What you are asked to do → For the entries below, the expected answer is the line with "bar.finish()?;", the line with "a wire path.", and every line between them, exactly as written, and nothing more.

Dataset extract →
Segment Open
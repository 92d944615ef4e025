//! Sending side of a session.
//!
//! The sender drives the conversation: after checking the receiver's version
//! and announcing its overwrite mode it announces every item, waits for the
//! receiver's answer, streams accepted bodies and exchanges digests. Nothing
//! is pipelined; every reply is read before the next request is written.

use std::fs::File;
use std::io::{self, BufReader, Read, Stdout, Write};
use std::sync::Arc;
use std::time::Instant;

use checksums::{FileDigest, Md5};
use logging::{target, trace_send, trace_stats};
use protocol::{ExistenceDisposition, FINISHED, FORCE_OVERWRITE, NEUTRAL_MODE, VERSION};
use tracing::{debug, info, warn};

use crate::config::SessionConfig;
use crate::error::{TransferError, TransferResult};
use crate::items::SourceItem;
use crate::progress::ProgressBar;
use crate::stats::{SendSummary, format_bytes, format_rate};
use crate::wire::Channel;

/// State of one sending session.
#[derive(Debug)]
pub struct SenderContext<P: Write = Stdout> {
    config: Arc<SessionConfig>,
    progress_out: P,
    summary: SendSummary,
    started: Instant,
}

impl SenderContext<Stdout> {
    /// Creates a sender printing progress bars to standard output.
    pub fn new(config: Arc<SessionConfig>) -> Self {
        Self::with_progress_output(config, io::stdout())
    }
}

impl<P: Write> SenderContext<P> {
    /// Creates a sender printing progress bars to `progress_out`.
    pub fn with_progress_output(config: Arc<SessionConfig>, progress_out: P) -> Self {
        Self {
            config,
            progress_out,
            summary: SendSummary::default(),
            started: Instant::now(),
        }
    }

    /// Verifies the receiver's version and announces the overwrite mode.
    pub fn handshake<R: Read, W: Write>(&mut self, channel: &mut Channel<R, W>) -> TransferResult<()> {
        let version = channel.receive()?;
        if version.is_empty() && version.hit_end_of_stream() {
            return Err(TransferError::ConnectionClosed { expected: "version" });
        }
        if !version.is(VERSION) {
            return Err(TransferError::VersionMismatch {
                local: VERSION.to_owned(),
                remote: version.text().into_owned(),
            });
        }
        trace_send!("receiver speaks {}", version);

        let mode = if self.config.conflict_policy().overwrites() {
            FORCE_OVERWRITE
        } else {
            NEUTRAL_MODE
        };
        channel.send_flush(mode)?;
        Ok(())
    }

    /// Announces one item and, when the receiver accepts it, streams its body
    /// and exchanges digests.
    pub fn send_item<R: Read, W: Write>(
        &mut self,
        channel: &mut Channel<R, W>,
        source: &SourceItem,
    ) -> TransferResult<()> {
        let item = source.item();

        let file = if item.is_directory() {
            None
        } else {
            match File::open(source.source()) {
                Ok(file) => Some(file),
                Err(error) => {
                    warn!(
                        target: target::SENDER,
                        "cannot open {}: {error}; skipping",
                        source.source().display()
                    );
                    self.summary.skipped += 1;
                    return Ok(());
                }
            }
        };

        info!(target: target::SENDER, "Sending {}", source.source().display());
        channel.send(item.relative_path())?;
        channel.send(&item.mod_time().to_string())?;
        channel.send_flush(&item.wire_size().to_string())?;
        self.summary.items += 1;

        let answer = channel.receive()?;
        if answer.is_empty() && answer.hit_end_of_stream() {
            return Err(TransferError::ConnectionClosed {
                expected: "existence answer",
            });
        }
        let disposition = ExistenceDisposition::from_token(answer.as_bytes()).ok_or_else(|| {
            TransferError::UnexpectedToken {
                context: "existence answer",
                token: answer.text().into_owned(),
            }
        })?;
        trace_send!("receiver answers {} for {}", disposition, item.display_path());

        if !disposition.accepts_body() {
            warn!(
                target: target::SENDER,
                "{} exists on the receiver, not sending",
                item.display_path()
            );
            self.summary.skipped += 1;
            return Ok(());
        }

        let Some(file) = file else {
            self.summary.directories += 1;
            return Ok(());
        };

        let started = Instant::now();
        let digest = self.stream_body(channel, file, source)?;
        let elapsed = started.elapsed();
        let rate = format_rate(item.size(), elapsed);
        if self.config.progress_ticks().is_some() {
            trace_stats!(
                "Sent {} bytes in {} ms = {rate}",
                item.size(),
                elapsed.as_millis()
            );
        } else {
            debug!(
                target: target::STATS,
                "Sent {} bytes in {} ms = {rate}",
                item.size(),
                elapsed.as_millis()
            );
        }

        channel.send_flush(digest.as_str())?;
        let reply = channel.receive()?;
        if reply.is_empty() {
            return Err(TransferError::ConnectionClosed {
                expected: "digest reply",
            });
        }
        if reply.as_bytes() == digest.as_str().as_bytes() {
            trace_send!("receiver confirms digest {}", digest);
        } else {
            warn!(
                target: target::SENDER,
                "receiver reports digest {} for {}, local digest is {}",
                reply,
                item.display_path(),
                digest
            );
            self.summary.digest_mismatches += 1;
        }

        self.summary.files += 1;
        self.summary.bytes += item.size();
        Ok(())
    }

    /// Sends the termination token and returns the session summary.
    pub fn finish<R: Read, W: Write>(mut self, channel: &mut Channel<R, W>) -> TransferResult<SendSummary> {
        channel.send_flush(FINISHED)?;
        self.summary.elapsed = self.started.elapsed();
        trace_send!("sent {} items", self.summary.items);
        Ok(self.summary)
    }

    /// Runs a complete session over `items`.
    pub fn run<R, W, I>(mut self, channel: &mut Channel<R, W>, items: I) -> TransferResult<SendSummary>
    where
        R: Read,
        W: Write,
        I: IntoIterator<Item = SourceItem>,
    {
        self.handshake(channel)?;
        for item in items {
            self.send_item(channel, &item)?;
        }
        self.finish(channel)
    }

    fn stream_body<R: Read, W: Write>(
        &mut self,
        channel: &mut Channel<R, W>,
        file: File,
        source: &SourceItem,
    ) -> TransferResult<FileDigest> {
        let size = source.item().size();
        let mut reader = BufReader::new(file).take(size);
        let mut buffer = vec![0u8; self.config.block_size().get()];
        let mut hasher = Md5::new();
        let mut sent = 0u64;

        let mut progress = match self.config.progress_ticks() {
            Some(ticks) => {
                let bar = ProgressBar::start(&mut self.progress_out, ticks, size)?;
                trace_stats!(
                    "Each tick is {}",
                    format_bytes(bar.bytes_per_tick() as f64)
                );
                Some(bar)
            }
            None => None,
        };

        while sent < size {
            let read = match reader.read(&mut buffer) {
                Ok(0) => {
                    return Err(TransferError::SourceTruncated {
                        path: source.source().to_path_buf(),
                        expected: size,
                        sent,
                    });
                }
                Ok(read) => read,
                Err(error) if error.kind() == io::ErrorKind::Interrupted => continue,
                Err(error) => return Err(error.into()),
            };
            hasher.update(&buffer[..read]);
            channel.writer().write_all(&buffer[..read])?;
            sent += read as u64;
            if let Some(bar) = progress.as_mut() {
                bar.update(sent)?;
            }
        }

        if let Some(bar) = progress {
            bar.finish()?;
        }
        Ok(hasher.finish())
    }
}
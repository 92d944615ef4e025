use std::borrow::Cow;
use std::fmt;
use std::path::PathBuf;

use crate::constants::DIRECTORY_SIZE;

/// Separator between components of a wire path.
pub const PATH_SEPARATOR: u8 = b'/';

/// Kind of an announced item.
#[derive(Clone, Copy, Debug, Eq, Hash, PartialEq)]
pub enum ItemKind {
    /// Regular file followed by a body and a digest exchange.
    File,
    /// Directory; no body and no digest.
    Directory,
}

/// One unit of transfer as announced by the sender.
///
/// `relative_path` holds the exact bytes of the path token: components of the
/// local file names separated by `/`, starting with the name of the transfer
/// root. Names are never re-encoded, so distinct local names stay distinct on
/// the wire. `mod_time` is in milliseconds since the Unix epoch.
#[derive(Clone, Debug, Eq, PartialEq)]
pub struct TransferItem {
    relative_path: Vec<u8>,
    kind: ItemKind,
    size: u64,
    mod_time: i64,
}

impl TransferItem {
    /// A regular file of `size` bytes.
    #[must_use]
    pub fn file(relative_path: impl Into<Vec<u8>>, size: u64, mod_time: i64) -> Self {
        Self {
            relative_path: relative_path.into(),
            kind: ItemKind::File,
            size,
            mod_time,
        }
    }

    /// A directory.
    #[must_use]
    pub fn directory(relative_path: impl Into<Vec<u8>>, mod_time: i64) -> Self {
        Self {
            relative_path: relative_path.into(),
            kind: ItemKind::Directory,
            size: 0,
            mod_time,
        }
    }

    /// Rebuilds an item from its three wire fields.
    ///
    /// A size of `-1` announces a directory. Any other negative size is
    /// treated as an empty file.
    #[must_use]
    pub fn from_wire(relative_path: impl Into<Vec<u8>>, mod_time: i64, size: i64) -> Self {
        if size == DIRECTORY_SIZE {
            Self::directory(relative_path, mod_time)
        } else {
            Self::file(relative_path, u64::try_from(size).unwrap_or(0), mod_time)
        }
    }

    /// Path bytes exactly as they travel in the path token.
    #[must_use]
    pub fn relative_path(&self) -> &[u8] {
        &self.relative_path
    }

    /// Path for diagnostics, with invalid UTF-8 replaced.
    #[must_use]
    pub fn display_path(&self) -> Cow<'_, str> {
        String::from_utf8_lossy(&self.relative_path)
    }

    /// Native relative path built from the wire components.
    ///
    /// On Unix every byte sequence maps onto a file name. Elsewhere the
    /// components must be UTF-8; `None` is returned otherwise.
    #[must_use]
    pub fn local_path(&self) -> Option<PathBuf> {
        let mut path = PathBuf::new();
        for component in self
            .relative_path
            .split(|&byte| byte == PATH_SEPARATOR)
            .filter(|component| !component.is_empty())
        {
            path.push(native_name(component)?);
        }
        Some(path)
    }

    /// File or directory.
    #[must_use]
    pub const fn kind(&self) -> ItemKind {
        self.kind
    }

    /// Returns `true` for directory items.
    #[must_use]
    pub const fn is_directory(&self) -> bool {
        matches!(self.kind, ItemKind::Directory)
    }

    /// Body length in bytes; `0` for directories.
    #[must_use]
    pub const fn size(&self) -> u64 {
        self.size
    }

    /// Modification time in epoch milliseconds.
    #[must_use]
    pub const fn mod_time(&self) -> i64 {
        self.mod_time
    }

    /// Size as announced on the wire (`-1` for directories).
    #[must_use]
    pub fn wire_size(&self) -> i64 {
        match self.kind {
            ItemKind::Directory => DIRECTORY_SIZE,
            ItemKind::File => i64::try_from(self.size).unwrap_or(i64::MAX),
        }
    }

    /// Returns `true` when the path is empty, absolute or climbs out of the
    /// receiver's target directory.
    #[must_use]
    pub fn escapes_target(&self) -> bool {
        let path = self.relative_path.as_slice();
        path.is_empty()
            || path.starts_with(b"/")
            || path.starts_with(b"\\")
            || path.get(1) == Some(&b':')
            || path
                .split(|&byte| byte == b'/' || byte == b'\\')
                .any(|component| component == b"..")
    }
}

#[cfg(unix)]
fn native_name(component: &[u8]) -> Option<&std::ffi::OsStr> {
    use std::os::unix::ffi::OsStrExt;
    Some(std::ffi::OsStr::from_bytes(component))
}

#[cfg(not(unix))]
fn native_name(component: &[u8]) -> Option<&std::ffi::OsStr> {
    std::str::from_utf8(component).ok().map(std::ffi::OsStr::new)
}

impl fmt::Display for TransferItem {
    fn fmt(&self, f: &mut fmt::Formatter<'_>) -> fmt::Result {
        match self.kind {
            ItemKind::Directory => write!(f, "{}/", self.display_path()),
            ItemKind::File => write!(f, "{} ({} bytes)", self.display_path(), self.size),
        }
    }
}
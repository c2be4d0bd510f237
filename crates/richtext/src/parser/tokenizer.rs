//! Lenient HTML tokenizer.
//!
//! Scans bytes for structural ASCII characters and slices the input only at those
//! positions, so every slice endpoint is a UTF-8 char boundary. Anything that does not
//! look like markup is text: a `<` that does not start a tag, comment or declaration is
//! kept literally.

use log::debug;
use richtext_core::{elements, set_attribute, unescape, Attribute};

const COMMENT_START: &str = "<!--";
const COMMENT_END: &str = "-->";
const CDATA_START: &[u8] = b"<![CDATA[";
const CDATA_END: &str = "]]>";

#[derive(Debug, Clone, PartialEq)]
pub(crate) enum Token {
    StartTag {
        name: String,
        attributes: Vec<Attribute>,
        self_closing: bool,
    },
    EndTag(String),
    /// Entity-decoded character data
    Text(String),
    /// Verbatim content of `script` / `style`
    RawText(String),
    Comment(String),
    CData(String),
}

fn starts_with_ignore_ascii_case_at(haystack: &[u8], start: usize, needle: &[u8]) -> bool {
    haystack.len() >= start + needle.len()
        && haystack[start..start + needle.len()].eq_ignore_ascii_case(needle)
}

fn is_name_byte(b: u8) -> bool {
    b.is_ascii_alphanumeric() || matches!(b, b':' | b'_' | b'-' | b'.')
}

/// Locate `</name` followed by optional whitespace and `>`. Returns (start, end) byte
/// offsets of the close tag.
fn find_rawtext_close_tag(haystack: &str, name: &str) -> Option<(usize, usize)> {
    let bytes = haystack.as_bytes();
    let n = name.len() + 2;
    let mut i = 0;
    while i + n <= bytes.len() {
        let rel = haystack[i..].find("</")?;
        i += rel;
        if i + n > bytes.len() {
            return None;
        }
        if starts_with_ignore_ascii_case_at(bytes, i + 2, name.as_bytes()) {
            let mut k = i + n;
            while k < bytes.len() && bytes[k].is_ascii_whitespace() {
                k += 1;
            }
            if k < bytes.len() && bytes[k] == b'>' {
                return Some((i, k + 1));
            }
        }
        i += 2;
    }
    None
}

/// Tokenize a whole HTML string
pub(crate) fn tokenize(input: &str) -> Vec<Token> {
    let mut out = Vec::new();
    let bytes = input.as_bytes();
    let mut i = 0;
    let mut text_start = 0;

    // Flush pending text into the token stream.
    fn flush(input: &str, start: usize, end: usize, out: &mut Vec<Token>) {
        debug_assert!(input.is_char_boundary(start) && input.is_char_boundary(end));
        if start < end {
            out.push(Token::Text(unescape(&input[start..end])));
        }
    }

    while i < bytes.len() {
        if bytes[i] != b'<' {
            i += 1;
            continue;
        }

        if input[i..].starts_with(COMMENT_START) {
            flush(input, text_start, i, &mut out);
            let body_start = i + COMMENT_START.len();
            match input[body_start..].find(COMMENT_END) {
                Some(len) => {
                    out.push(Token::Comment(input[body_start..body_start + len].to_string()));
                    i = body_start + len + COMMENT_END.len();
                }
                None => {
                    debug!("unterminated comment at byte {i}");
                    out.push(Token::Comment(input[body_start..].to_string()));
                    i = bytes.len();
                }
            }
            text_start = i;
            continue;
        }

        if starts_with_ignore_ascii_case_at(bytes, i, CDATA_START) {
            flush(input, text_start, i, &mut out);
            let body_start = i + CDATA_START.len();
            match input[body_start..].find(CDATA_END) {
                Some(len) => {
                    out.push(Token::CData(input[body_start..body_start + len].to_string()));
                    i = body_start + len + CDATA_END.len();
                }
                None => {
                    debug!("unterminated CDATA section at byte {i}");
                    out.push(Token::CData(input[body_start..].to_string()));
                    i = bytes.len();
                }
            }
            text_start = i;
            continue;
        }

        match bytes.get(i + 1) {
            // Doctype and processing instructions carry no content for us.
            Some(b'!') | Some(b'?') => {
                flush(input, text_start, i, &mut out);
                let end = input[i..].find('>').map_or(bytes.len(), |p| i + p + 1);
                debug!("skipping declaration {:?}", &input[i..end]);
                i = end;
                text_start = i;
            }
            Some(b'/') if bytes.get(i + 2).is_some_and(|b| b.is_ascii_alphabetic()) => {
                flush(input, text_start, i, &mut out);
                let name_end = scan_name(bytes, i + 2);
                let name = input[i + 2..name_end].to_ascii_lowercase();
                i = input[name_end..].find('>').map_or(bytes.len(), |p| name_end + p + 1);
                out.push(Token::EndTag(name));
                text_start = i;
            }
            Some(b) if b.is_ascii_alphabetic() => {
                flush(input, text_start, i, &mut out);
                let (token, end) = start_tag(input, i);
                i = end;
                text_start = i;

                let raw_name = match &token {
                    Token::StartTag {
                        name, self_closing, ..
                    } if !self_closing && elements::is_raw_text(name) => Some(name.clone()),
                    _ => None,
                };
                out.push(token);

                if let Some(name) = raw_name {
                    match find_rawtext_close_tag(&input[i..], &name) {
                        Some((start, end)) => {
                            if start > 0 {
                                out.push(Token::RawText(input[i..i + start].to_string()));
                            }
                            out.push(Token::EndTag(name));
                            i += end;
                        }
                        None => {
                            debug!("unterminated <{name}> element");
                            if i < bytes.len() {
                                out.push(Token::RawText(input[i..].to_string()));
                            }
                            i = bytes.len();
                        }
                    }
                    text_start = i;
                }
            }
            // A lone '<' is text.
            _ => i += 1,
        }
    }

    flush(input, text_start, bytes.len(), &mut out);
    out
}

fn scan_name(bytes: &[u8], start: usize) -> usize {
    let mut j = start;
    while j < bytes.len() && is_name_byte(bytes[j]) {
        j += 1;
    }
    j
}

/// Parse a start tag beginning at `start` (which points at `<`). Returns the token and
/// the offset just past the tag. An unterminated tag runs to the end of the input.
pub(crate) fn start_tag(input: &str, start: usize) -> (Token, usize) {
    let bytes = input.as_bytes();
    let name_end = scan_name(bytes, start + 1);
    let name = input[start + 1..name_end].to_ascii_lowercase();
    let mut attributes = Vec::new();
    let mut self_closing = false;
    let mut i = name_end;

    loop {
        while i < bytes.len() && bytes[i].is_ascii_whitespace() {
            i += 1;
        }
        if i >= bytes.len() {
            debug!("unterminated <{name}> tag");
            break;
        }
        match bytes[i] {
            b'>' => {
                i += 1;
                break;
            }
            b'/' => {
                if bytes.get(i + 1) == Some(&b'>') {
                    self_closing = true;
                    i += 2;
                    break;
                }
                i += 1;
            }
            _ => {
                let (attribute, end) = attribute(input, i);
                if let Some(attribute) = attribute {
                    set_attribute(&mut attributes, attribute);
                }
                i = end;
            }
        }
    }

    (
        Token::StartTag {
            name,
            attributes,
            self_closing,
        },
        i,
    )
}

fn attribute(input: &str, start: usize) -> (Option<Attribute>, usize) {
    let bytes = input.as_bytes();
    let mut i = start;
    while i < bytes.len()
        && !bytes[i].is_ascii_whitespace()
        && !matches!(bytes[i], b'=' | b'>' | b'/')
    {
        i += 1;
    }
    // Stray '=' with no name: skip one byte.
    if i == start {
        return (None, start + 1);
    }
    let name = &input[start..i];

    let mut j = i;
    while j < bytes.len() && bytes[j].is_ascii_whitespace() {
        j += 1;
    }
    if bytes.get(j) != Some(&b'=') {
        return (Some(Attribute::flag(name)), i);
    }
    j += 1;
    while j < bytes.len() && bytes[j].is_ascii_whitespace() {
        j += 1;
    }

    let (raw, end) = match bytes.get(j) {
        Some(&quote) if quote == b'"' || quote == b'\'' => {
            let value_start = j + 1;
            match bytes[value_start..].iter().position(|b| *b == quote) {
                Some(len) => (&input[value_start..value_start + len], value_start + len + 1),
                None => (&input[value_start..], bytes.len()),
            }
        }
        _ => {
            let mut k = j;
            while k < bytes.len() && !bytes[k].is_ascii_whitespace() && bytes[k] != b'>' {
                k += 1;
            }
            (&input[j..k], k)
        }
    };

    (Some(Attribute::new(name, &unescape(raw))), end)
}

/// Name of the first element tag in `html`, even if the tag is never closed.
pub(crate) fn first_tag_name(html: &str) -> Option<String> {
    let bytes = html.as_bytes();
    let mut i = 0;
    while i < bytes.len() {
        if html[i..].starts_with(COMMENT_START) {
            i = html[i..].find(COMMENT_END).map_or(bytes.len(), |p| i + p + COMMENT_END.len());
            continue;
        }
        if bytes[i] == b'<' && bytes.get(i + 1).is_some_and(|b| b.is_ascii_alphabetic()) {
            let end = scan_name(bytes, i + 1);
            return Some(html[i + 1..end].to_ascii_lowercase());
        }
        i += 1;
    }
    None
}

#[cfg(test)]
mod tests {
    use super::*;

    fn start(name: &str, attributes: Vec<Attribute>) -> Token {
        Token::StartTag {
            name: name.to_string(),
            attributes,
            self_closing: false,
        }
    }

    #[test]
    fn test_simple_tags() {
        let tokens = tokenize("<p>Hi</p>");
        assert_eq!(
            tokens,
            vec![
                start("p", vec![]),
                Token::Text("Hi".to_string()),
                Token::EndTag("p".to_string()),
            ]
        );
    }

    #[test]
    fn test_attributes_quoting() {
        let tokens = tokenize(r#"<img src="a.jpg" alt='Al"t' width=300 hidden>"#);
        assert_eq!(
            tokens,
            vec![Token::StartTag {
                name: "img".to_string(),
                attributes: vec![
                    Attribute::new("src", "a.jpg"),
                    Attribute::new("alt", "Al\"t"),
                    Attribute::new("width", "300"),
                    Attribute::flag("hidden"),
                ],
                self_closing: false,
            }]
        );
    }

    #[test]
    fn test_attribute_entities_decoded() {
        let tokens = tokenize(r#"<a title="&quot;x&quot; &amp; y">"#);
        assert_eq!(tokens, vec![start("a", vec![Attribute::new("title", "\"x\" & y")])]);
    }

    #[test]
    fn test_duplicate_attribute_last_write_wins() {
        let tokens = tokenize(r#"<p class="a" id="x" class="b">"#);
        assert_eq!(
            tokens,
            vec![start("p", vec![Attribute::new("class", "b"), Attribute::new("id", "x")])]
        );
    }

    #[test]
    fn test_self_closing() {
        let tokens = tokenize("<br/><img src=x />");
        assert_eq!(
            tokens,
            vec![
                Token::StartTag {
                    name: "br".to_string(),
                    attributes: vec![],
                    self_closing: true
                },
                Token::StartTag {
                    name: "img".to_string(),
                    attributes: vec![Attribute::new("src", "x")],
                    self_closing: true
                },
            ]
        );
    }

    #[test]
    fn test_comment_with_angle_brackets() {
        let tokens = tokenize("<!-- <b>not a tag</b> -> still --><p>");
        assert_eq!(
            tokens,
            vec![
                Token::Comment(" <b>not a tag</b> -> still ".to_string()),
                start("p", vec![]),
            ]
        );
    }

    #[test]
    fn test_cdata() {
        let tokens = tokenize("<![CDATA[x < y && <b>]]>after");
        assert_eq!(
            tokens,
            vec![
                Token::CData("x < y && <b>".to_string()),
                Token::Text("after".to_string()),
            ]
        );
    }

    #[test]
    fn test_script_raw_text() {
        let tokens = tokenize("<script>(a = b || []).push({});</script>");
        assert_eq!(
            tokens,
            vec![
                start("script", vec![]),
                Token::RawText("(a = b || []).push({});".to_string()),
                Token::EndTag("script".to_string()),
            ]
        );
    }

    #[test]
    fn test_script_with_markup_inside() {
        let tokens = tokenize("<script>document.write('<p>x</p>')</SCRIPT >t");
        assert_eq!(
            tokens,
            vec![
                start("script", vec![]),
                Token::RawText("document.write('<p>x</p>')".to_string()),
                Token::EndTag("script".to_string()),
                Token::Text("t".to_string()),
            ]
        );
    }

    #[test]
    fn test_lone_angle_bracket_is_text() {
        let tokens = tokenize("a < b and 1<2");
        assert_eq!(tokens, vec![Token::Text("a < b and 1<2".to_string())]);
    }

    #[test]
    fn test_doctype_is_skipped() {
        let tokens = tokenize("<!DOCTYPE html><p>x</p>");
        assert_eq!(tokens[0], start("p", vec![]));
    }

    #[test]
    fn test_unicode_text() {
        let tokens = tokenize("<b>caf\u{e9} \u{1F600}</b>");
        assert_eq!(tokens[1], Token::Text("caf\u{e9} \u{1F600}".to_string()));
    }

    #[test]
    fn test_first_tag_name() {
        assert_eq!(first_tag_name("<span"), Some("span".to_string()));
        assert_eq!(first_tag_name("text <Video src=x>"), Some("video".to_string()));
        assert_eq!(first_tag_name("<!-- <b> --><i>"), Some("i".to_string()));
        assert_eq!(first_tag_name("no tags"), None);
    }
}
Segment Closed
Answer to the problem →
            bar.finish()?;
        }
        Ok(hasher.finish())
    }
}
repository 92d944615ef4e025
use std::borrow::Cow;
use std::fmt;
use std::path::PathBuf;

use crate::constants::DIRECTORY_SIZE;

/// Separator between components of a wire path.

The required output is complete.